From a Joe Average Consumer perspective it’s fantastic. From a business perspective (sellers and bleeding edge adopters) I’m not so sure I’d call that a win.
Sshottan says
While indeed capturing a clear trend in the storage business, Stephen Foskett’s extrapolation is too general and thus has led him to erroneous conclusions.
Three aspects are missing from his analysis: The essence of Intel’s roadmap, the voice of the customer who deploys such a system, and a time line.
Intel, the world largest chip company, is copying a page from its game book: Identify a mature and growing market and then embed the key peripherals into their chipsets. Does anyone remember that motherboards used to include only compute and core logic elements? Intel has identified graphics and networks as ubiquitous in the previous decades, and indeed most NIC providers and Graphic chips providers vanished.
Yet, by integrating peripherals into its chipsets Intel is aiming at the sweet spot of good enough. Companies who continued to innovate and focused on the needs of the users not satisfied with mediocrity continued to excel. Look at NVIDIA with their focus on high-end graphics and GPUs. Others, who elected to compete with Intel on cost, perished. The lesson is that when a segment matures and becomes a substantial market segment, expect commoditization, and innovate since one size does not fit all.
So, what did Intel add to their roadmap? SAS connectivity and core RAID engine. Indeed challenging times for HBA vendors and RAID vendors. But, how does such a trend impact a vendor of scalable high performance file systems?
Stephen Foskett carries his arguments further. Not only are all storage systems predicted to run on the same Intel platform from one’s favorite OEM, but even software will become just “general purpose software.” According to the post, efforts put into software development are a waste since Linux will eventually do just as well. This statement is fundamentally flawed. Stephen fails to distinguish between the underlying OS and the value-added software running on top of it. BlueArc has embraced Linux. BlueArc does not pretend to improve on Linux OS fundamentals.
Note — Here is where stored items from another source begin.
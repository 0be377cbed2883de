//! SCRAM-SHA-256 client (RFC 5802 / RFC 7677) as spoken by PostgreSQL 10+.
//!
//! PostgreSQL takes the user name from the startup packet, so the SCRAM
//! `n=` attribute is sent empty, exactly like libpq does. Channel binding is
//! not offered (`n,,` GS2 header).

use base64::{engine::general_purpose::STANDARD as BASE64, Engine};
use hmac::{Hmac, Mac};
use pbkdf2::pbkdf2;
use rand::Rng;
use sha2::{Digest, Sha256};
use thiserror::Error;

type HmacSha256 = Hmac<Sha256>;

/// GS2 header without channel binding
const GS2_HEADER: &str = "n,,";

/// SCRAM exchange failures
#[derive(Debug, Clone, Error, PartialEq, Eq)]
pub enum ScramError {
    /// Server signature did not verify
    #[error("invalid server proof: {0}")]
    InvalidServerProof(String),
    /// Malformed server message
    #[error("invalid server message: {0}")]
    InvalidServerMessage(String),
    /// Base64 decoding error
    #[error("Base64 error: {0}")]
    Base64Error(String),
}

/// Values kept between the client-final and server-final steps
#[derive(Clone, Debug)]
pub struct ScramState {
    auth_message: Vec<u8>,
    server_key: [u8; 32],
}

/// SCRAM-SHA-256 client
pub struct ScramClient {
    password: String,
    nonce: String,
}

impl ScramClient {
    /// Create a client with a fresh random nonce
    pub fn new(password: impl Into<String>) -> Self {
        let mut rng = rand::thread_rng();
        let nonce_bytes: [u8; 18] = rng.gen();
        Self::with_nonce(password, BASE64.encode(nonce_bytes))
    }

    fn with_nonce(password: impl Into<String>, nonce: String) -> Self {
        Self {
            password: password.into(),
            nonce,
        }
    }

    fn client_first_bare(&self) -> String {
        format!("n=,r={}", self.nonce)
    }

    /// Client first message
    pub fn client_first(&self) -> String {
        format!("{}{}", GS2_HEADER, self.client_first_bare())
    }

    /// Consume the server first message and produce the client final message.
    pub fn client_final(&self, server_first: &str) -> Result<(String, ScramState), ScramError> {
        let first = ServerFirst::parse(server_first)?;

        if !first.nonce.starts_with(&self.nonce) || first.nonce.len() == self.nonce.len() {
            return Err(ScramError::InvalidServerMessage(
                "server nonce does not extend the client nonce".to_string(),
            ));
        }

        let salt = BASE64
            .decode(&first.salt)
            .map_err(|_| ScramError::Base64Error("invalid salt encoding".to_string()))?;
        let iterations = first
            .iterations
            .parse::<u32>()
            .ok()
            .filter(|i| *i > 0)
            .ok_or_else(|| ScramError::InvalidServerMessage("invalid iteration count".to_string()))?;

        let without_proof = format!("c={},r={}", BASE64.encode(GS2_HEADER), first.nonce);
        let auth_message = format!(
            "{},{},{}",
            self.client_first_bare(),
            server_first,
            without_proof
        );

        let keys = Keys::derive(&self.password, &salt, iterations);
        let stored_key = Sha256::digest(keys.client_key);
        let signature = hmac(&stored_key, auth_message.as_bytes());

        let mut proof = keys.client_key;
        for (p, s) in proof.iter_mut().zip(signature.iter()) {
            *p ^= s;
        }

        let client_final = format!("{},p={}", without_proof, BASE64.encode(proof));
        Ok((
            client_final,
            ScramState {
                auth_message: auth_message.into_bytes(),
                server_key: keys.server_key,
            },
        ))
    }

    /// Check the server signature carried by the server final message.
    pub fn verify_server_final(
        &self,
        server_final: &str,
        state: &ScramState,
    ) -> Result<(), ScramError> {
        if let Some(err) = server_final.strip_prefix("e=") {
            return Err(ScramError::InvalidServerProof(err.to_string()));
        }
        let encoded = server_final
            .split(',')
            .find_map(|part| part.strip_prefix("v="))
            .ok_or_else(|| ScramError::InvalidServerMessage("missing 'v=' attribute".to_string()))?;
        let received = BASE64.decode(encoded).map_err(|_| {
            ScramError::Base64Error("invalid server signature encoding".to_string())
        })?;

        let expected = hmac(&state.server_key, &state.auth_message);
        if constant_time_eq(&received, &expected) {
            Ok(())
        } else {
            Err(ScramError::InvalidServerProof(
                "server signature verification failed".to_string(),
            ))
        }
    }
}

struct ServerFirst {
    nonce: String,
    salt: String,
    iterations: String,
}

impl ServerFirst {
    fn parse(msg: &str) -> Result<Self, ScramError> {
        let mut nonce = None;
        let mut salt = None;
        let mut iterations = None;
        for part in msg.split(',') {
            match part.split_once('=') {
                Some(("r", v)) if !v.is_empty() => nonce = Some(v.to_string()),
                Some(("s", v)) if !v.is_empty() => salt = Some(v.to_string()),
                Some(("i", v)) if !v.is_empty() => iterations = Some(v.to_string()),
                _ => {}
            }
        }
        match (nonce, salt, iterations) {
            (Some(nonce), Some(salt), Some(iterations)) => Ok(Self {
                nonce,
                salt,
                iterations,
            }),
            _ => Err(ScramError::InvalidServerMessage(
                "missing required fields in server first message".to_string(),
            )),
        }
    }
}

struct Keys {
    client_key: [u8; 32],
    server_key: [u8; 32],
}

impl Keys {
    fn derive(password: &str, salt: &[u8], iterations: u32) -> Self {
        let mut salted = [0u8; 32];
        // only fails for invalid output lengths, 32 bytes is valid for HMAC-SHA256
        let _ = pbkdf2::<HmacSha256>(password.as_bytes(), salt, iterations, &mut salted);
        Self {
            client_key: hmac(&salted, b"Client Key"),
            server_key: hmac(&salted, b"Server Key"),
        }
    }
}

fn hmac(key: &[u8], data: &[u8]) -> [u8; 32] {
    let mut mac = HmacSha256::new_from_slice(key).expect("HMAC accepts keys of any length");
    mac.update(data);
    mac.finalize().into_bytes().into()
}

fn constant_time_eq(a: &[u8], b: &[u8]) -> bool {
    if a.len() != b.len() {
        return false;
    }
    a.iter().zip(b).fold(0u8, |acc, (x, y)| acc | (x ^ y)) == 0
}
BlueArc innovates and creates value from marrying its scalable file system to Linux.
According to Stephen’s brave new world, channels, brands and size are all there is. Buy from EMC, HDS, IBM, HP or Dell, and you get the same product. Well, I bless my luck for being the last innovator standing.
If all storage users were the same, if all access patterns were identical, if all data sets and demands were similar, commodity would have sufficed. Luckily it isn’t so. Storage is not “just” for access. BlueArc’s customers deploy storage to serve their applications. Rendering movies, performing genomic research, deduping primary data at speed or hosting a multiplicity of VM images on a storage system demand performance and scalability. Commodity is not good enough.
Customer’s demands and usage patterns are not addressed by Stephen, and adding customer’s demands to the equation makes commodity less ubiquitous.
Ray from Silverton Consulting has already addressed some user related aspects in his post, and I am cognizant of not repeating his well articulated arguments.
So, where does the current commoditization trend fit in the continuum? Commoditizing NICs and Graphics is the past; Commoditizing HBAs and RAID is current. What’s next? In any scenario possible, BlueArc wins. Innovating at the file system level and delivering the only enterprise scalable file system assures success. Since the file system remains the answer to customer requirements, and since new applications and compute grids will only create more demands, being a provider of enterprise scalable NAS is a winning proposition. Should file systems ever get on the radar screen of future consolidation I know of no other vendor better positioned to benefit from such a future trend.
The end of innovation is not near. I would have suggested changing the title of Stephen’s post to “Innovate or get commoditized.”